Matt Whatley (born 2 October 1992) is a Welsh footballer.

==Career==
===Youth===
Whatley is a product of the Swansea City development system. He went on trial with Cardiff City in April 2010 after being released by Swansea at the end of the previous season. He appeared in a U-21 match for Swansea in a 1–1 draw with Exeter City. He was still on trial and it was believed he could still be signed by the club in July 2011. During his final season with Swansea, he captained the youth team which captured the Welsh Cup. While on scholarship with Swansea, he appeared in 15 matches for the club before the age of 16.

===Senior===
Despite interest from Cardiff, Whatley signed for Neath FC of the Welsh Premier League in July 2011. He also spit time during the 2011/12 season with Carmarthen Town, also of the Premier League.

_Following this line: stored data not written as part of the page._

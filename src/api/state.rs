use std::collections::HashMap;
use std::sync::Arc;

use metrics_exporter_prometheus::PrometheusHandle;
use spectre_common::ShutdownSignal;

use crate::config::ConfigStore;
use crate::integrations::LifecycleManager;
use crate::registry::Registry;
use crate::services::Services;

use super::mcp::{self, ToolAdapter};

/// Everything an axum handler needs, shared by `Arc` rather than
/// cloned per field - cheap to pass into `with_state` and cheap to
/// hand to the MCP dispatcher alongside it. `tools` is built once at
/// construction and shared with the REST router by the same `Arc`,
/// matching the "single in-process dispatcher... sharing the service
/// instances by reference" requirement.
#[derive(Clone)]
pub struct AppState {
    pub config_store: Arc<ConfigStore>,
    pub registry: Arc<Registry>,
    pub lifecycle: Arc<LifecycleManager>,
    pub services: Arc<Services>,
    pub shutdown: ShutdownSignal,
    pub metrics_handle: PrometheusHandle,
    pub(crate) tools: Arc<HashMap<&'static str, ToolAdapter>>,
}

impl AppState {
    pub fn new(
        config_store: Arc<ConfigStore>,
        registry: Arc<Registry>,
        lifecycle: Arc<LifecycleManager>,
        services: Arc<Services>,
        shutdown: ShutdownSignal,
        metrics_handle: PrometheusHandle,
    ) -> Self {
        Self {
            config_store,
            registry,
            lifecycle,
            services,
            shutdown,
            metrics_handle,
            tools: Arc::new(mcp::build_tool_table()),
        }
    }

    pub(crate) fn tool_names(&self) -> Vec<&'static str> {
        let mut names: Vec<&'static str> = self.tools.keys().copied().collect();
        names.sort_unstable();
        names
    }
}
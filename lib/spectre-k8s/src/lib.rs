//! A Kubernetes shared-informer-style secret watch: one long-running
//! watch per distinct secret name, de-duplicated by reference
//! counting, feeding a local read-through cache the secret resolver
//! consults synchronously.

pub mod mock;
pub mod secret;
pub mod watch;

pub use mock::StaticSecretSource;
pub use secret::{SecretRef, SecretValue};
pub use watch::{KubeSecretSource, NamedWatch, NamedWatchHandle, SecretSource, WatchError, WatchEvent};
use std::sync::Arc;

use spectre_common::{DomainError, ShutdownSignal};
use tracing::instrument;

use crate::integrations::LifecycleManager;
use crate::query::{QueryParams, QueryResult};

use super::resolve_instance;

/// A unified time-range search, delegating to the same query
/// primitive `LogQuery` uses. Kept as its own service (rather than
/// folded into `LogQuery`) because it is the entry point the REST
/// `/api/v1/search` and MCP `search` tool both name explicitly in
/// §4.6, even though today it has no behavior beyond that delegation.
pub struct SearchService {
    lifecycle: Arc<LifecycleManager>,
}

impl SearchService {
    pub fn new(lifecycle: Arc<LifecycleManager>) -> Self {
        Self { lifecycle }
    }

    #[instrument(skip(self, shutdown, params))]
    pub async fn search(
        &self,
        shutdown: &ShutdownSignal,
        integration: &str,
        params: QueryParams,
    ) -> Result<QueryResult, DomainError> {
        let params = params.with_default_time_range();
        let instance = resolve_instance(&self.lifecycle, integration).await?;
        tokio::select! {
            biased;
            () = shutdown.signalled() => Err(DomainError::new(spectre_common::ErrorKind::NotReady, "request cancelled by shutdown")),
            result = instance.client().query(&params) => result,
        }
    }
}
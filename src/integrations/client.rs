use std::sync::Arc;
use std::time::Duration;

use async_trait::async_trait;
use spectre_buffers::BatchSink;
use spectre_common::DomainError;

use crate::query::{AggregationGroup, HistogramBucket, QueryParams, QueryResult};
use crate::record::LogRecord;

/// The narrow contract every backend flavor implements: query
/// primitives, batch ingestion, and a connectivity probe. Constructed
/// by a [`crate::registry::Registry`] factory with no network I/O;
/// all of it happens in these methods, called once the instance is
/// started.
#[async_trait]
pub trait IntegrationClient: Send + Sync + 'static {
    async fn query(&self, params: &QueryParams) -> Result<QueryResult, DomainError>;

    async fn query_histogram(
        &self,
        params: &QueryParams,
        step: Duration,
    ) -> Result<Vec<HistogramBucket>, DomainError>;

    async fn query_aggregation(
        &self,
        params: &QueryParams,
        group_by: &str,
    ) -> Result<Vec<AggregationGroup>, DomainError>;

    async fn ingest_batch(&self, batch: Vec<LogRecord>) -> Result<(), DomainError>;

    /// A cheap connectivity check used at `Start` and on the periodic
    /// health probe. Must not mutate backend state.
    async fn probe(&self) -> Result<(), DomainError>;
}

/// Adapts a shared [`IntegrationClient`] into the pipeline's
/// [`BatchSink`], so `Pipeline::start` can own a flusher that calls
/// straight into the backend without the client needing to know about
/// the pipeline's batching at all.
pub struct ClientSink(pub Arc<dyn IntegrationClient>);

#[async_trait]
impl BatchSink<LogRecord> for ClientSink {
    type Error = DomainError;

    async fn ingest_batch(&self, batch: Vec<LogRecord>) -> Result<(), Self::Error> {
        self.0.ingest_batch(batch).await
    }
}
use std::time::Duration;
use tokio_util::sync::CancellationToken;

/// Shared shutdown primitive. Every long-running task (pipeline
/// flusher, health prober, config watcher, inbound request) holds a
/// clone and observes it at every suspension point, per the
/// concurrency model's cancellation discipline.
#[derive(Debug, Clone)]
pub struct ShutdownSignal {
    token: CancellationToken,
}

impl ShutdownSignal {
    pub fn new() -> Self {
        Self {
            token: CancellationToken::new(),
        }
    }

    pub fn child(&self) -> Self {
        Self {
            token: self.token.child_token(),
        }
    }

    pub fn signal(&self) {
        self.token.cancel();
    }

    pub fn is_signalled(&self) -> bool {
        self.token.is_cancelled()
    }

    pub async fn signalled(&self) {
        self.token.cancelled().await;
    }
}

impl Default for ShutdownSignal {
    fn default() -> Self {
        Self::new()
    }
}

/// Outcome of racing a future against a deadline, the shape every
/// `Stop(deadline)`-style operation in the core returns.
#[derive(Debug, PartialEq, Eq)]
pub enum DeadlineOutcome {
    Completed,
    TimedOut,
}

/// Runs `fut` to completion, but returns `DeadlineOutcome::TimedOut`
/// if `deadline` elapses first. Unlike `tokio::time::timeout`, the
/// future is not cancelled on timeout: callers that need the work to
/// keep draining in the background (e.g. a flusher finishing its last
/// batch) can detach it before calling this, and this helper is used
/// only to decide what to report to the caller of `Stop`.
pub async fn await_with_deadline<F>(fut: F, deadline: Duration) -> DeadlineOutcome
where
    F: std::future::Future<Output = ()>,
{
    tokio::select! {
        () = fut => DeadlineOutcome::Completed,
        () = tokio::time::sleep(deadline) => DeadlineOutcome::TimedOut,
    }
}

In total, he made 7 appearances for Carmarthen. For the next two seasons, Whatley plied his trade in the third division of Swedish football, the Division 1 Norra. He made 19 appearances and scored 1 goal for AFC United during the 2013 season before making 8 appearances for Syrianska IK in 2014.
For the 2015 season, Whatley signed for UMF Selfoss of the 1. deild karla, the second tier of the Icelandic football league system. He played every minute of all 22 league matches for the club over the season. Following his season with Selfoss, he was named the club's Player of the Year.
In July 2016, Whatley returned to Wales by signing for Port Talbot Town. Whatley signed for Tulsa Roughnecks FC of the United Soccer League in March 2016.

===International===
Whatley represented Wales at youth level, including as part of the squad for the Tri-Nations Cup in Dublin. He represented Wales at the Under-18 level against New Zealand, Scotland, Ireland, and England.